Bagi klub, ini jelas merugikan. Lha baru mengontrak pemain sudah harus disuruh main di timnas, ada kemungkinan cedera pula, belum lagi jika harus berurusan dengan protokol kesehatan di negara masing-masing terkait pandemi.
Bagi pemain, jelas ini sangat menguras fisik dan juga psikis. Lelah fisik jelas, lelah psikis juga karena harus bermain di dua iklim yang berbeda, timnas dan klub. Dilema juga menyangkut tugas negara dan menjaga profesionalitas di klub.
Namun di sisi lain,
Jadwal padat nan melelahkan juga membawa angin baik bagi para pemain yang tidak terbiasa menjadi pilihan utama. Dua penyerang muda Italia, Kean dan Raspadori adalah contohnya. Padatnya jadwal membuat Mancini harus melakukan rotasi dan kesempatan untuk main dari menit awal pun mereka dapatkan.
Mendapat kesempatan bermain dan mencetak gol tentu baik buat dua pemain muda yang baru berkembang. Klub mereka tentu juga senang melihat pemain mudanya bertambah pengalaman internasional. Kepercayan diri  bisa meningkat, kabar baik tentunya buat klub yang membutuhkan jasa mereka.
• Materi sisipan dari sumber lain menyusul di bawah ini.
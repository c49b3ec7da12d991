use std::collections::BTreeMap;

use serde::{Deserialize, Serialize};
use sha2::{Digest, Sha256};
use tracing::debug;

use crate::address::Address;

pub type Amount = u64;

pub const UNITS_PER_COIN: Amount = 1_000_000_000; // 1 coin = 1e9 minimal units

#[derive(Debug, Clone, PartialEq, Eq, thiserror::Error)]
pub enum SettlementError {
    #[error("insufficient funds in account {account}: required {required}, available {available}")]
    InsufficientFunds {
        account: Address,
        required: Amount,
        available: Amount,
    },
    #[error("unknown account {account}")]
    UnknownAccount { account: Address },
    #[error("account {account} is frozen")]
    AccountFrozen { account: Address },
    #[error("balance overflow in account {account}")]
    Overflow { account: Address },
}

/// Value transfer primitive consumed by the marketplace.
///
/// Implementations either move the full amount or fail without touching
/// either balance.
pub trait Settlement {
    fn transfer_value(
        &mut self,
        from: &Address,
        to: &Address,
        amount: Amount,
    ) -> Result<(), SettlementError>;

    fn balance_of(&self, account: &Address) -> Amount;
}

#[derive(Clone, Debug, Serialize, Deserialize, PartialEq, Eq, Default)]
pub struct AccountBalance {
    pub available: Amount,
    #[serde(default)]
    pub frozen: bool,
}

#[derive(Clone, Debug, Serialize, Deserialize, PartialEq, Eq)]
pub struct LedgerSnapshot {
    pub accounts: BTreeMap<Address, AccountBalance>,
    pub total_supply: Amount,
    pub state_root: String,
}

#[derive(Clone, Debug, Serialize, Deserialize, PartialEq, Eq)]
#[serde(tag = "type", rename_all = "snake_case")]
pub enum LedgerEvent {
    Minted {
        to: Address,
        amount: Amount,
        reason: String,
    },
    Burned {
        from: Address,
        amount: Amount,
        reason: String,
    },
    Transfer {
        from: Address,
        to: Address,
        amount: Amount,
    },
    FreezeChanged {
        account: Address,
        frozen: bool,
    },
}

#[derive(Clone, Debug, Default, Serialize, Deserialize, PartialEq, Eq)]
pub struct LedgerState {
    accounts: BTreeMap<Address, AccountBalance>,
    events: Vec<LedgerEvent>,
}

impl LedgerState {
    pub fn new() -> Self {
        Self::default()
    }

    pub fn accounts(&self) -> &BTreeMap<Address, AccountBalance> {
        &self.accounts
    }

    pub fn events(&self) -> &[LedgerEvent] {
        &self.events
    }

    /// Copy of the balances with an empty event log.
    pub fn fork(&self) -> Self {
        Self {
            accounts: self.accounts.clone(),
            events: Vec::new(),
        }
    }

    /// Takes over the balances of a fork and appends the events it recorded.
    pub fn absorb(&mut self, fork: Self) {
        self.accounts = fork.accounts;
        self.events.extend(fork.events);
    }

    pub fn is_frozen(&self, account: &Address) -> bool {
        self.accounts.get(account).map(|b| b.frozen).unwrap_or(false)
    }

    pub fn total_supply(&self) -> Amount {
        self.accounts
            .values()
            .fold(0, |acc: Amount, b| acc.saturating_add(b.available))
    }

    pub fn mint(&mut self, to: &Address, amount: Amount, reason: &str) -> Result<(), SettlementError> {
        self.credit_account(to, amount)?;
        self.events.push(LedgerEvent::Minted {
            to: *to,
            amount,
            reason: reason.to_string(),
        });
        Ok(())
    }

    pub fn burn(&mut self, from: &Address, amount: Amount, reason: &str) -> Result<(), SettlementError> {
        if amount == 0 {
            return Ok(());
        }
        self.debit_account(from, amount)?;
        self.events.push(LedgerEvent::Burned {
            from: *from,
            amount,
            reason: reason.to_string(),
        });
        Ok(())
    }

    pub fn set_frozen(&mut self, account: &Address, frozen: bool) {
        let balance = self.accounts.entry(*account).or_default();
        if balance.frozen == frozen {
            return;
        }
        balance.frozen = frozen;
        self.events.push(LedgerEvent::FreezeChanged {
            account: *account,
            frozen,
        });
    }

    fn credit_account(&mut self, account: &Address, amount: Amount) -> Result<(), SettlementError> {
        let balance = self.accounts.entry(*account).or_default();
        if balance.frozen {
            return Err(SettlementError::AccountFrozen { account: *account });
        }
        balance.available = balance
            .available
            .checked_add(amount)
            .ok_or(SettlementError::Overflow { account: *account })?;
        Ok(())
    }

    fn debit_account(&mut self, account: &Address, amount: Amount) -> Result<(), SettlementError> {
        let balance = self
            .accounts
            .get_mut(account)
            .ok_or(SettlementError::UnknownAccount { account: *account })?;
        if balance.frozen {
            return Err(SettlementError::AccountFrozen { account: *account });
        }
        if balance.available < amount {
            return Err(SettlementError::InsufficientFunds {
                account: *account,
                required: amount,
                available: balance.available,
            });
        }
        balance.available -= amount;
        Ok(())
    }

    pub fn snapshot(&self) -> LedgerSnapshot {
        LedgerSnapshot {
            accounts: self.accounts.clone(),
            total_supply: self.total_supply(),
            state_root: hex::encode(compute_merkle_root(&self.accounts)),
        }
    }
}

impl Settlement for LedgerState {
    fn transfer_value(
        &mut self,
        from: &Address,
        to: &Address,
        amount: Amount,
    ) -> Result<(), SettlementError> {
        // validate both legs before mutating either one
        let sender = self
            .accounts
            .get(from)
            .ok_or(SettlementError::UnknownAccount { account: *from })?;
        if sender.frozen {
            return Err(SettlementError::AccountFrozen { account: *from });
        }
        if sender.available < amount {
            return Err(SettlementError::InsufficientFunds {
                account: *from,
                required: amount,
                available: sender.available,
            });
        }
        if self.is_frozen(to) {
            return Err(SettlementError::AccountFrozen { account: *to });
        }
        if from != to {
            let receiving = self.accounts.get(to).map(|b| b.available).unwrap_or(0);
            if receiving.checked_add(amount).is_none() {
                return Err(SettlementError::Overflow { account: *to });
            }
        }

        self.debit_account(from, amount)?;
        self.credit_account(to, amount)?;
        self.events.push(LedgerEvent::Transfer {
            from: *from,
            to: *to,
            amount,
        });
        debug!(%from, %to, amount, "value transferred");
        Ok(())
    }

    fn balance_of(&self, account: &Address) -> Amount {
        self.accounts.get(account).map(|b| b.available).unwrap_or(0)
    }
}

/// Renders an amount as decimal coins, e.g. `1500000000` -> `1.5`.
pub fn format_amount(amount: Amount) -> String {
    let whole = amount / UNITS_PER_COIN;
    let frac = amount % UNITS_PER_COIN;
    if frac == 0 {
        return whole.to_string();
    }
    let frac = format!("{frac:09}");
    format!("{whole}.{}", frac.trim_end_matches('0'))
}

fn compute_merkle_root(accounts: &BTreeMap<Address, AccountBalance>) -> [u8; 32] {
    let mut leaves: Vec<[u8; 32]> = Vec::with_capacity(accounts.len());
    for (account, balance) in accounts {
        let mut hasher = Sha256::new();
        hasher.update(b"acct");
        hasher.update(account.as_bytes());
        hasher.update(balance.available.to_le_bytes());
        hasher.update([balance.frozen as u8]);
        leaves.push(hasher.finalize().into());
    }
    build_merkle(leaves)
}

fn build_merkle(mut leaves: Vec<[u8; 32]>) -> [u8; 32] {
    if leaves.is_empty() {
        return Sha256::digest(b"model-market-empty").into();
    }
    while leaves.len() > 1 {
        let mut next = Vec::with_capacity(leaves.len().div_ceil(2));
        for chunk in leaves.chunks(2) {
            let mut hasher = Sha256::new();
            hasher.update(b"node");
            hasher.update(chunk[0]);
            if chunk.len() == 2 {
                hasher.update(chunk[1]);
            } else {
                hasher.update(chunk[0]);
            }
            next.push(hasher.finalize().into());
        }
        leaves = next;
    }
    leaves[0]
}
Atau memang sebaiknya FIFA atau UEFA atau federasi manapun memang sebaiknya membuat jadwal yang sedemikian padat agar makin banyak pemain yang dapat kesempatan bermain. Padat jadwal yang kemudian bisa menjadi padat karya. Kalau perlu pergantian pemain boleh dilakukan sebelas kali dalam satu pertandingan. Pergantian yang banyak juga bisa meminimalisir kelelahan.